Bioy intentó consolar a su amigo cuando la vejez y la ceguera se impusieron como nuevos obstáculos en sus intenciones de encontrar una pareja, pero Borges terminó cediendo a un matrimonio arreglado por su madre. La unión estaba destinada al fracaso y el escritor se apoyó esta vez en una nueva amiga mucho más joven que él, María Kodama, con quien inició una relación amorosa tras haberse divorciado en 1970.
Desafortunadamente, toda colaboración llega a su final, y este sería el inicio del fin para la dupla de literatos. Los viajes de Borges y su nueva pareja se hicieron cada vez más frecuentes, a la vez que las visitas a su amigo disminuían.

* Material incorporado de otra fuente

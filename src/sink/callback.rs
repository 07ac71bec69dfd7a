//! Callback sink: the caller consumes the stream, we only count bytes.

use std::fmt::Debug;
use std::io;
use std::pin::Pin;
use std::sync::Arc;
use std::sync::atomic::{AtomicBool, AtomicU64, Ordering};
use std::task::{Context, Poll};

use async_trait::async_trait;
use futures::stream::{Stream, StreamExt};
use tokio::sync::oneshot;
use tracing::debug;

use super::size_error;
use crate::error::FormError;
use crate::schema::SizeLimit;
use crate::source::ByteStream;
use crate::value::CollectedValue;

/// Caller-supplied consumer of a file part's bytes.
#[async_trait]
pub trait StreamConsumer: Send + Sync + Debug {
    /// Consume the part's stream. An error fails the whole form.
    async fn consume(&self, key: &str, stream: ByteStream) -> io::Result<()>;
}

#[derive(Debug, Default)]
struct Tally {
    bytes: AtomicU64,
    exceeded: AtomicBool,
}

/// Counts bytes on their way to the consumer and cuts the stream off once
/// the limit is passed.
///
/// `finished` fires only when the inner stream is read to its end; dropping
/// the tap early closes it instead.
struct CountingTap {
    inner: ByteStream,
    tally: Arc<Tally>,
    limit: Option<u64>,
    tripped: Option<oneshot::Sender<()>>,
    finished: Option<oneshot::Sender<()>>,
    done: bool,
}

impl Stream for CountingTap {
    type Item = io::Result<Vec<u8>>;

    fn poll_next(mut self: Pin<&mut Self>, cx: &mut Context<'_>) -> Poll<Option<Self::Item>> {
        if self.done {
            return Poll::Ready(None);
        }
        match self.inner.poll_next_unpin(cx) {
            Poll::Ready(Some(Ok(chunk))) => {
                let len = chunk.len() as u64;
                let total = self.tally.bytes.fetch_add(len, Ordering::Relaxed) + len;
                if self.limit.is_some_and(|limit| total > limit) {
                    self.done = true;
                    self.finished = None;
                    self.tally.exceeded.store(true, Ordering::Relaxed);
                    if let Some(tx) = self.tripped.take() {
                        let _ = tx.send(());
                    }
                    return Poll::Ready(Some(Err(io::Error::other("size limit exceeded"))));
                }
                Poll::Ready(Some(Ok(chunk)))
            }
            Poll::Ready(None) => {
                self.done = true;
                if let Some(tx) = self.finished.take() {
                    let _ = tx.send(());
                }
                Poll::Ready(None)
            }
            other => other,
        }
    }
}

/// Hands a file part to a [`StreamConsumer`].
#[derive(Debug)]
pub struct CallbackSink {
    key: String,
    consumer: Arc<dyn StreamConsumer>,
    limit: Option<SizeLimit>,
}

impl CallbackSink {
    pub fn new(key: &str, consumer: Arc<dyn StreamConsumer>, limit: Option<SizeLimit>) -> Self {
        Self {
            key: key.to_string(),
            consumer,
            limit,
        }
    }

    /// Run the consumer; the result carries the number of bytes pulled.
    ///
    /// The part resolves once the consumer has returned and the stream has
    /// been read to its end, so a consumer that hands the stream to another
    /// task is still counted and limited. Exceeding the limit fails the part
    /// immediately, without waiting for the consumer to return.
    pub async fn consume(self, stream: ByteStream) -> Result<CollectedValue, FormError> {
        let tally = Arc::new(Tally::default());
        let (trip_tx, mut tripped) = oneshot::channel();
        let (end_tx, mut ended) = oneshot::channel();
        let tap = CountingTap {
            inner: stream,
            tally: Arc::clone(&tally),
            limit: self.limit.as_ref().map(|l| l.bytes),
            tripped: Some(trip_tx),
            finished: Some(end_tx),
            done: false,
        };

        let mut consumed = self.consumer.consume(&self.key, tap.boxed());
        let mut trip_open = true;
        let mut consumer_done = false;
        let mut stream_done = false;

        while !(consumer_done && stream_done) {
            tokio::select! {
                biased;
                trip = &mut tripped, if trip_open => match trip {
                    Ok(()) => return Err(self.over_limit()),
                    Err(_) => trip_open = false,
                },
                result = &mut consumed, if !consumer_done => match result {
                    Ok(()) => consumer_done = true,
                    Err(e) => {
                        if tally.exceeded.load(Ordering::Relaxed) {
                            return Err(self.over_limit());
                        }
                        return Err(FormError::sink_io(&self.key, e));
                    }
                },
                end = &mut ended, if !stream_done => match end {
                    Ok(()) => stream_done = true,
                    Err(_) if tally.exceeded.load(Ordering::Relaxed) => {
                        return Err(self.over_limit());
                    }
                    Err(_) => {
                        return Err(FormError::sink_io(
                            &self.key,
                            io::Error::other("stream dropped before its end"),
                        ));
                    }
                },
            }
        }

        let size = tally.bytes.load(Ordering::Relaxed);
        debug!(key = %self.key, size, "stream consumer finished");
        Ok(CollectedValue::StreamedFile { size })
    }

    fn over_limit(&self) -> FormError {
        match &self.limit {
            Some(limit) => size_error(&self.key, limit),
            None => FormError::sink_io(&self.key, io::Error::other("size limit exceeded")),
        }
    }
}
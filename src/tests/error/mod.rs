//! Error module tests.
//! The multipart decoder seen as a source of form events.
//!
//! This module provides:
//! - `MultipartSource`: trait for anything that yields field/file/error/end events
//! - `SourceEvent` and `FilePart`: the events and the byte stream of one file part
//! - `UpstreamPipe`: the transport feeding a source, severed on failure
//! - `ChannelSource` / `SourceHandle`: a channel-backed source
//! - `MemorySource`: a scripted source for tests

mod channel;
mod memory;

pub use channel::{ChannelSource, SourceHandle};
pub use memory::MemorySource;

use std::fmt;
use std::io;

use async_trait::async_trait;
use futures::stream::{self, BoxStream, Stream, StreamExt};

/// Bytes of one file part, in stream order.
pub type ByteStream = BoxStream<'static, io::Result<Vec<u8>>>;

/// One file part as emitted by the decoder.
pub struct FilePart {
    stream: ByteStream,
    filename: Option<String>,
    content_type: Option<String>,
}

impl FilePart {
    pub fn new<S>(stream: S) -> Self
    where
        S: Stream<Item = io::Result<Vec<u8>>> + Send + 'static,
    {
        Self {
            stream: stream.boxed(),
            filename: None,
            content_type: None,
        }
    }

    /// A part whose body is already known, split into `chunks`.
    pub fn from_chunks<I>(chunks: I) -> Self
    where
        I: IntoIterator<Item = Vec<u8>>,
        I::IntoIter: Send + 'static,
    {
        Self::new(stream::iter(chunks.into_iter().map(Ok)))
    }

    pub fn from_bytes(bytes: impl Into<Vec<u8>>) -> Self {
        Self::from_chunks(std::iter::once(bytes.into()))
    }

    pub fn with_filename(mut self, filename: impl Into<String>) -> Self {
        self.filename = Some(filename.into());
        self
    }

    pub fn with_content_type(mut self, content_type: impl Into<String>) -> Self {
        self.content_type = Some(content_type.into());
        self
    }

    /// Client-supplied file name, if the part carried one.
    pub fn filename(&self) -> Option<&str> {
        self.filename.as_deref()
    }

    pub fn content_type(&self) -> Option<&str> {
        self.content_type.as_deref()
    }

    pub fn into_stream(self) -> ByteStream {
        self.stream
    }
}

impl fmt::Debug for FilePart {
    fn fmt(&self, f: &mut fmt::Formatter<'_>) -> fmt::Result {
        f.debug_struct("FilePart")
            .field("filename", &self.filename)
            .field("content_type", &self.content_type)
            .finish_non_exhaustive()
    }
}

#[derive(Debug)]
pub enum SourceEvent {
    Field { key: String, value: String },
    File { key: String, part: FilePart },
    Error(io::Error),
    /// End of the submission; no events follow
    End,
}

impl SourceEvent {
    pub fn field(key: impl Into<String>, value: impl Into<String>) -> Self {
        SourceEvent::Field {
            key: key.into(),
            value: value.into(),
        }
    }

    pub fn file(key: impl Into<String>, part: FilePart) -> Self {
        SourceEvent::File {
            key: key.into(),
            part,
        }
    }
}

/// A decoder producing form events.
///
/// Implementations must yield nothing after `Error` or `End`.
/// `next_event` is raced against in-flight work, so it must be cancel-safe:
/// dropping its future before completion must not lose an event.
#[async_trait]
pub trait MultipartSource: Send {
    async fn next_event(&mut self) -> SourceEvent;

    /// Stop delivering events after a failed parse and release whatever
    /// feeds the source.
    async fn detach(&mut self) {}
}

#[async_trait]
impl<S: MultipartSource + ?Sized> MultipartSource for &mut S {
    async fn next_event(&mut self) -> SourceEvent {
        (**self).next_event().await
    }

    async fn detach(&mut self) {
        (**self).detach().await
    }
}

/// The transport feeding a source, e.g. a request body piped into a decoder.
pub trait UpstreamPipe: Send {
    /// Disconnect the transport from the decoder.
    fn sever(&mut self);

    /// Whether the transport still has data to deliver.
    fn is_readable(&self) -> bool;

    /// Let a severed transport keep flowing so it is not left stalled.
    fn resume(&mut self);
}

De a poco se fueron distanciando, hasta que las que una vez fueron extensas, divertidas y profundas conversaciones se convirtieron en escasos intercambios de palabras. «Es triste, si vemos la vida como un cuento, que una amistad como la nuestra se quiebre en los últimos tramos», escribió Bioy en el diario de su amistad, y tenía toda la razón.
Borges y María Kodama se mudaron a Ginebra tras el diagnóstico de cáncer que le habían hecho al autor, algo de lo que Bioy Casares no había sido informado. Sin embargo, en mayo de 1986 recibió una llamada en la que Kodama le comentaba el delicado estado de su colaborador y amigo. Bioy y Silvina consiguieron intercambiar una pequeña conversación telefónica con él, quien, aparentemente entre lágrimas, les dijo que no volvería más. Desde Argentina, la pareja falló en advertir que se trataba de una despedida definitiva.
Cuando un mes más tarde Bioy se encontraba comprando un libro en la calle, un desconocido se le acercó y comenzó a hablarle sobre la muerte de Borges y fue así como se enteró. «Seguí mi camino (…) sintiendo que eran mis primeros pasos en un mundo sin Borges», registró en el diario. Para Bioy, el inicio de un camino sin uno de sus amigos más queridos; para el mundo, la pérdida de uno de los más grandes autores latinoamericanos y el final de una de las más fascinantes colaboraciones literarias.
Me topé con las publicaciones de Bustos Domecq hace muy poco y las disfruté muchísimo. Tanto así que, tras descubrir cómo fueron creadas, me habría encantado estar ahí. Quizá no en medio de una de las reuniones de Borges y Bioy (no querría estropear la genialidad), pero imagino lo entretenidas que debieron haber sido esas cenas y lo divertido que habría sido escuchar la música y las risas junto a Silvina a través de la puerta.